Through monitoring the NYC Department of Emergency Preparedness Web Site, we were aware that vehicular traffic into the city was halted, and that subway service—which most of our staff relied on for transportation—was erratic. We then communicated with the day shift staff that they would be held over until the evening shift made there way in.
As the day progressed into evening, it became apparent that there would not be the need for hospital decompression, and our focus turned to supporting staff and residents, and making plans for getting people to and from work. Schedules were rearranged so that staff who lived in Manhattan could come in earlier, and staff living in outlying areas were rescheduled for later in the week when transportation would hopefully improve.
The key to our success that day was the cooperation and team work of everyone there. I still get chills when I think of my aides who knew they had family members who might have been involved, but who nonetheless remained at their posts and cared for the residents. One aide’s daughter, a model, was scheduled to do a photo shoot for a public service ad with the mayor at just the time the attack occurred.
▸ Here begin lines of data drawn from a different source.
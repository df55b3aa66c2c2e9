//! Per-client and global bandwidth limits via a hierarchical token-bucket
//! tree on the LAN interface. Download shapes on the LAN egress directly;
//! upload mirrors ingress to an intermediate functional block (ifb0) and
//! shapes an identical tree there.
//!
//! A missing shaping rule causes over-bandwidth, never incorrect billing,
//! so failures here log and continue.

use std::collections::HashMap;
use std::net::Ipv4Addr;
use std::process::Output;
use std::sync::Mutex;
use std::time::Duration;

use async_trait::async_trait;
use tokio::process::Command;
use tokio::time::timeout;
use tracing::{debug, warn};

use crate::error::{CoreError, CoreResult};
use crate::net::{class_id_for_ip, validate_iface, validate_rate_kbps};

const COMMAND_TIMEOUT: Duration = Duration::from_secs(5);
const IFB_DEVICE: &str = "ifb0";

/// Per-client limits in kbps; 0 means unlimited (class is skipped).
#[derive(Debug, Clone, Copy, PartialEq, Eq)]
pub struct ClientLimits {
    pub download_kbps: u32,
    pub upload_kbps: u32,
}

#[async_trait]
pub trait Shaper: Send + Sync {
    async fn set_global(&self, download_kbps: u32, upload_kbps: u32) -> CoreResult<()>;

    async fn clear_global(&self) -> CoreResult<()>;

    /// Install or replace the class and filter for one client. Idempotent.
    async fn set_client(&self, ip: Ipv4Addr, limits: ClientLimits) -> CoreResult<()>;

    async fn clear_client(&self, ip: Ipv4Addr) -> CoreResult<()>;

    /// Ensure exactly the given per-client classes exist.
    async fn reconcile(&self, clients: &[(Ipv4Addr, ClientLimits)]) -> CoreResult<()>;
}

/// Production driver speaking to tc.
pub struct TcShaper {
    lan: String,
    /// Classes this driver installed, by IP. The driver is the only mutator
    /// of the queueing tree, so this mirror is authoritative enough for
    /// reconciliation without parsing `tc class show`.
    installed: Mutex<HashMap<Ipv4Addr, ClientLimits>>,
}

impl TcShaper {
    pub fn new(lan: &str) -> CoreResult<Self> {
        validate_iface(lan)?;
        Ok(Self {
            lan: lan.to_string(),
            installed: Mutex::new(HashMap::new()),
        })
    }

    async fn ensure_root(&self, dev: &str, rate_kbps: Option<u32>) -> CoreResult<()> {
        // Root class carries either the global cap or effectively-unlimited.
        let rate = rate_kbps.unwrap_or(10_000_000);
        run_tc(&[
            "qdisc", "replace", "dev", dev, "root", "handle", "1:", "htb", "default", "999",
        ])
        .await?;
        let rate_arg = format!("{rate}kbit");
        run_tc(&[
            "class", "replace", "dev", dev, "parent", "1:", "classid", "1:1", "htb", "rate",
            &rate_arg, "ceil", &rate_arg,
        ])
        .await?;
        // Unclassified traffic rides the root rate.
        run_tc(&[
            "class", "replace", "dev", dev, "parent", "1:1", "classid", "1:999", "htb", "rate",
            &rate_arg, "ceil", &rate_arg,
        ])
        .await?;
        Ok(())
    }

    async fn ensure_ifb(&self) -> CoreResult<()> {
        // Mirror LAN ingress into the functional block for upload shaping.
        run_tc(&["qdisc", "replace", "dev", &self.lan, "ingress"]).await?;
        run_tc(&[
            "filter", "replace", "dev", &self.lan, "parent", "ffff:", "protocol", "ip", "u32",
            "match", "u32", "0", "0", "action", "mirred", "egress", "redirect", "dev", IFB_DEVICE,
        ])
        .await?;
        Ok(())
    }

    async fn install_class(
        &self,
        dev: &str,
        ip: Ipv4Addr,
        rate_kbps: u32,
        match_dir: &str,
    ) -> CoreResult<()> {
        let class_id = format!("1:{}", class_id_for_ip(ip));
        let rate = format!("{rate_kbps}kbit");
        let ip_arg = format!("{ip}/32");
        run_tc(&[
            "class", "replace", "dev", dev, "parent", "1:1", "classid", &class_id, "htb", "rate",
            &rate, "ceil", &rate,
        ])
        .await?;
        run_tc(&[
            "filter", "replace", "dev", dev, "protocol", "ip", "parent", "1:", "prio", "1", "u32",
            "match", "ip", match_dir, &ip_arg, "flowid", &class_id,
        ])
        .await?;
        Ok(())
    }

    async fn remove_class(&self, dev: &str, ip: Ipv4Addr, match_dir: &str) -> CoreResult<()> {
        let class_id = format!("1:{}", class_id_for_ip(ip));
        let ip_arg = format!("{ip}/32");
        // Filter first; a class with a live filter refuses deletion.
        let _ = run_tc(&[
            "filter", "del", "dev", dev, "protocol", "ip", "parent", "1:", "prio", "1", "u32",
            "match", "ip", match_dir, &ip_arg, "flowid", &class_id,
        ])
        .await;
        let _ = run_tc(&["class", "del", "dev", dev, "classid", &class_id]).await;
        Ok(())
    }
}

async fn run_tc(args: &[&str]) -> CoreResult<Output> {
    let fut = Command::new("tc").args(args).kill_on_drop(true).output();
    let out = match timeout(COMMAND_TIMEOUT, fut).await {
        Ok(Ok(out)) => out,
        Ok(Err(e)) => return Err(CoreError::KernelError(format!("spawn tc: {e}"))),
        Err(_) => return Err(CoreError::KernelError("tc timed out".into())),
    };
    if !out.status.success() {
        let stderr = String::from_utf8_lossy(&out.stderr).trim().to_string();
        return Err(CoreError::KernelError(format!("tc {}: {stderr}", args.join(" "))));
    }
    Ok(out)
}

#[async_trait]
impl Shaper for TcShaper {
    async fn set_global(&self, download_kbps: u32, upload_kbps: u32) -> CoreResult<()> {
        validate_rate_kbps(download_kbps)?;
        validate_rate_kbps(upload_kbps)?;
        self.ensure_root(&self.lan, Some(download_kbps)).await?;
        self.ensure_ifb().await?;
        self.ensure_root(IFB_DEVICE, Some(upload_kbps)).await?;
        debug!(download_kbps, upload_kbps, "global bandwidth caps installed");
        Ok(())
    }

    async fn clear_global(&self) -> CoreResult<()> {
        let _ = run_tc(&["qdisc", "del", "dev", &self.lan, "root"]).await;
        let _ = run_tc(&["qdisc", "del", "dev", &self.lan, "ingress"]).await;
        let _ = run_tc(&["qdisc", "del", "dev", IFB_DEVICE, "root"]).await;
        self.installed.lock().unwrap().clear();
        Ok(())
    }

    async fn set_client(&self, ip: Ipv4Addr, limits: ClientLimits) -> CoreResult<()> {
        if limits.download_kbps > 0 {
            validate_rate_kbps(limits.download_kbps)?;
            self.install_class(&self.lan, ip, limits.download_kbps, "dst").await?;
        }
        if limits.upload_kbps > 0 {
            validate_rate_kbps(limits.upload_kbps)?;
            self.ensure_ifb().await?;
            self.install_class(IFB_DEVICE, ip, limits.upload_kbps, "src").await?;
        }
        self.installed.lock().unwrap().insert(ip, limits);
        debug!(%ip, ?limits, "client shaping installed");
        Ok(())
    }

    async fn clear_client(&self, ip: Ipv4Addr) -> CoreResult<()> {
        self.remove_class(&self.lan, ip, "dst").await?;
        self.remove_class(IFB_DEVICE, ip, "src").await?;
        self.installed.lock().unwrap().remove(&ip);
        Ok(())
    }

    async fn reconcile(&self, clients: &[(Ipv4Addr, ClientLimits)]) -> CoreResult<()> {
        let current: HashMap<Ipv4Addr, ClientLimits> =
            self.installed.lock().unwrap().clone();

        for (ip, limits) in clients {
            if current.get(ip) != Some(limits) {
                if let Err(e) = self.set_client(*ip, *limits).await {
                    warn!(ip = %ip, error = %e, "shaper reconcile: set_client failed");
                }
            }
        }
        let wanted: HashMap<Ipv4Addr, ClientLimits> = clients.iter().copied().collect();
        for ip in current.keys() {
            if !wanted.contains_key(ip) {
                if let Err(e) = self.clear_client(*ip).await {
                    warn!(ip = %ip, error = %e, "shaper reconcile: clear_client failed");
                }
            }
        }
        Ok(())
    }
}

/// In-memory fake for tests.
#[derive(Default)]
pub struct MemoryShaper {
    state: Mutex<MemoryShaperState>,
}

#[derive(Default)]
struct MemoryShaperState {
    global: Option<(u32, u32)>,
    clients: HashMap<Ipv4Addr, ClientLimits>,
}

impl MemoryShaper {
    pub fn new() -> Self {
        Self::default()
    }

    pub fn client_limits(&self, ip: Ipv4Addr) -> Option<ClientLimits> {
        self.state.lock().unwrap().clients.get(&ip).copied()
    }

    pub fn global(&self) -> Option<(u32, u32)> {
        self.state.lock().unwrap().global
    }

    pub fn client_count(&self) -> usize {
        self.state.lock().unwrap().clients.len()
    }
}

#[async_trait]
impl Shaper for MemoryShaper {
    async fn set_global(&self, download_kbps: u32, upload_kbps: u32) -> CoreResult<()> {
        validate_rate_kbps(download_kbps)?;
        validate_rate_kbps(upload_kbps)?;
        self.state.lock().unwrap().global = Some((download_kbps, upload_kbps));
        Ok(())
    }

    async fn clear_global(&self) -> CoreResult<()> {
        self.state.lock().unwrap().global = None;
        Ok(())
    }

    async fn set_client(&self, ip: Ipv4Addr, limits: ClientLimits) -> CoreResult<()> {
        if limits.download_kbps > 0 {
            validate_rate_kbps(limits.download_kbps)?;
        }
        if limits.upload_kbps > 0 {
            validate_rate_kbps(limits.upload_kbps)?;
        }
        self.state.lock().unwrap().clients.insert(ip, limits);
        Ok(())
    }

    async fn clear_client(&self, ip: Ipv4Addr) -> CoreResult<()> {
        self.state.lock().unwrap().clients.remove(&ip);
        Ok(())
    }

    async fn reconcile(&self, clients: &[(Ipv4Addr, ClientLimits)]) -> CoreResult<()> {
        let mut state = self.state.lock().unwrap();
        state.clients = clients.iter().copied().collect();
        Ok(())
    }
}

#[cfg(test)]
mod tests {
    use super::*;

    fn ip(s: &str) -> Ipv4Addr {
        s.parse().unwrap()
    }

    #[tokio::test]
    async fn test_memory_set_client_replaces() {
        let shaper = MemoryShaper::new();
        shaper
            .set_client(ip("10.0.0.12"), ClientLimits { download_kbps: 2048, upload_kbps: 1024 })
            .await
            .unwrap();
        shaper
            .set_client(ip("10.0.0.12"), ClientLimits { download_kbps: 4096, upload_kbps: 1024 })
            .await
            .unwrap();
        assert_eq!(
            shaper.client_limits(ip("10.0.0.12")),
            Some(ClientLimits { download_kbps: 4096, upload_kbps: 1024 })
        );
        assert_eq!(shaper.client_count(), 1);
    }

    #[tokio::test]
    async fn test_rate_bounds_rejected() {
        let shaper = MemoryShaper::new();
        let err = shaper.set_global(0, 1000).await.unwrap_err();
        assert!(matches!(err, CoreError::InvalidInput(_)));
        let err = shaper.set_global(1000, 20_000_000).await.unwrap_err();
        assert!(matches!(err, CoreError::InvalidInput(_)));
    }

    #[tokio::test]
    async fn test_reconcile_installs_exact_set() {
        let shaper = MemoryShaper::new();
        shaper
            .set_client(ip("10.0.0.5"), ClientLimits { download_kbps: 512, upload_kbps: 512 })
            .await
            .unwrap();
        shaper
            .reconcile(&[(ip("10.0.0.12"), ClientLimits { download_kbps: 2048, upload_kbps: 1024 })])
            .await
            .unwrap();
        assert!(shaper.client_limits(ip("10.0.0.5")).is_none());
        assert!(shaper.client_limits(ip("10.0.0.12")).is_some());
    }

    #[test]
    fn test_tc_shaper_rejects_bad_iface() {
        assert!(TcShaper::new("wlan0; reboot").is_err());
    }
}
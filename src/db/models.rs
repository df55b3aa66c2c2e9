use chrono::{DateTime, Utc};
use serde::{Deserialize, Serialize};
use sqlx::FromRow;

// Money columns are canonical decimal strings. Arithmetic goes through
// BigDecimal at the call site; the store never interprets amounts.

/// Persistent identity of a device. `mac_address = 'Unknown'` rows are
/// keyed by session token instead.
#[derive(Debug, Clone, FromRow, Serialize, Deserialize)]
pub struct Client {
    pub id: i64,
    pub mac_address: String,
    pub ip_address: Option<String>,
    pub session_token: Option<String>,
    pub device_os: Option<String>,
    pub device_browser: Option<String>,
    pub user_agent: Option<String>,
    pub status: String,
    pub time_remaining: i64,
    pub total_amount_paid: String,
    pub upload_limit: i64,
    pub download_limit: i64,
    pub whitelisted: bool,
    pub paused_until: Option<DateTime<Utc>>,
    pub created_at: DateTime<Utc>,
    pub last_seen: DateTime<Utc>,
}

/// For inserting new clients
#[derive(Debug, Clone)]
pub struct NewClient {
    pub mac_address: String,
    pub ip_address: Option<String>,
    pub session_token: Option<String>,
    pub device_os: Option<String>,
    pub device_browser: Option<String>,
    pub user_agent: Option<String>,
}

#[derive(Debug, Clone, FromRow, Serialize, Deserialize)]
pub struct Session {
    pub id: i64,
    pub client_id: i64,
    pub mac_address: String,
    pub ip_address: Option<String>,
    pub session_token: Option<String>,
    pub granted_duration: i64,
    pub status: String,
    pub started_at: DateTime<Utc>,
    pub ended_at: Option<DateTime<Utc>>,
}

#[derive(Debug, Clone, FromRow, Serialize, Deserialize)]
pub struct Transaction {
    pub id: i64,
    pub client_id: i64,
    pub session_id: Option<i64>,
    pub rate_id: Option<i64>,
    pub amount_paid: String,
    pub coins_used: i64,
    pub payment_method: String,
    pub status: String,
    pub created_at: DateTime<Utc>,
}

/// For appending transactions
#[derive(Debug, Clone)]
pub struct NewTransaction {
    pub client_id: i64,
    pub session_id: Option<i64>,
    pub rate_id: Option<i64>,
    pub amount_paid: String,
    pub coins_used: i64,
    pub payment_method: String,
}

#[derive(Debug, Clone, FromRow, Serialize, Deserialize)]
pub struct Rate {
    pub id: i64,
    pub name: String,
    pub price: String,
    pub duration: i64,
    pub coins_required: i64,
    pub is_active: bool,
    pub created_at: DateTime<Utc>,
}

#[derive(Debug, Clone)]
pub struct NewRate {
    pub name: String,
    pub price: String,
    pub duration: i64,
    pub coins_required: i64,
}

#[derive(Debug, Clone, FromRow, Serialize, Deserialize)]
pub struct CoinSlot {
    pub id: i64,
    pub slot_number: i64,
    pub status: String,
    pub claimed_by_ip: Option<String>,
    pub claimed_by_mac: Option<String>,
    pub claimed_by_session_token: Option<String>,
    pub claimed_at: Option<DateTime<Utc>>,
    pub expires_at: Option<DateTime<Utc>>,
}

#[derive(Debug, Clone, FromRow, Serialize, Deserialize)]
pub struct CoinQueueEntry {
    pub id: i64,
    pub slot_id: Option<i64>,
    pub client_ip: Option<String>,
    pub client_mac: Option<String>,
    pub session_token: Option<String>,
    pub coin_value: String,
    pub coin_count: i64,
    pub total_value: String,
    pub status: String,
    pub created_at: DateTime<Utc>,
}

#[derive(Debug, Clone, FromRow, Serialize, Deserialize)]
pub struct PortalSettings {
    pub id: i64,
    pub coin_timeout: i64,
    pub auto_pause_on_disconnect: bool,
    pub auto_resume_on_pause: bool,
    pub pause_resume_minutes: i64,
    pub coin_abuse_protection: bool,
    pub coin_attempt_limit: i64,
    pub coin_attempt_window: i64,
    pub coin_block_duration: i64,
}

#[derive(Debug, Clone, FromRow, Serialize, Deserialize)]
pub struct NetworkConfig {
    pub id: i64,
    pub lan_interface: String,
    pub gateway_ip: String,
    pub lan_prefix: i64,
    pub dhcp_range_start: String,
    pub dhcp_range_end: String,
    pub wan_mode: String,
    pub pppoe_username: Option<String>,
    pub pppoe_password: Option<String>,
    pub bandwidth_enabled: bool,
    pub bandwidth_download_limit: i64,
    pub bandwidth_upload_limit: i64,
    pub per_client_bandwidth_enabled: bool,
    pub per_client_download_limit: i64,
    pub per_client_upload_limit: i64,
}

#[derive(Debug, Clone, FromRow)]
pub struct CoinAttempt {
    pub id: i64,
    pub client_ip: String,
    pub client_mac: String,
    pub attempts: i64,
    pub window_start: DateTime<Utc>,
    pub blocked_until: Option<DateTime<Utc>>,
}

#[derive(Debug, Clone, FromRow, Serialize, Deserialize)]
pub struct TtlSettings {
    pub id: i64,
    pub enabled: bool,
    pub sensitivity: String,
    pub auto_block: bool,
    pub alert_threshold: i64,
}

#[derive(Debug, Clone, FromRow, Serialize, Deserialize)]
pub struct TtlBaseline {
    pub id: i64,
    pub client_mac: String,
    pub baseline_ttl: i64,
    pub confidence: f64,
    pub established_at: DateTime<Utc>,
    pub last_verified: DateTime<Utc>,
}

#[derive(Debug, Clone, FromRow, Serialize, Deserialize)]
pub struct TtlAnomaly {
    pub id: i64,
    pub client_mac: String,
    pub anomaly_type: String,
    pub details: Option<String>,
    pub created_at: DateTime<Utc>,
}

#[derive(Debug, Clone, FromRow, Serialize, Deserialize)]
pub struct TtlViolation {
    pub id: i64,
    pub client_mac: String,
    pub status: String,
    pub violation_count: i64,
    pub severity: String,
    pub created_at: DateTime<Utc>,
    pub updated_at: DateTime<Utc>,
}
When I made my final rounds that evening, some of the residents were still awake and huddled around the nursing stations, singing a constant melody of “God Bless America”. The residents had spent much of the day glued to the TVs in the day rooms watching the events evolve. We struggled with whether or not we should limit their viewing, but for the most part for competent residents the decision was theirs—and most wanted to watch. The nursing staff went about their duties as efficiently as possible, but as the building shook from fighter jets overhead during the afternoon, there clearly was a sense that things would not be normal for some time.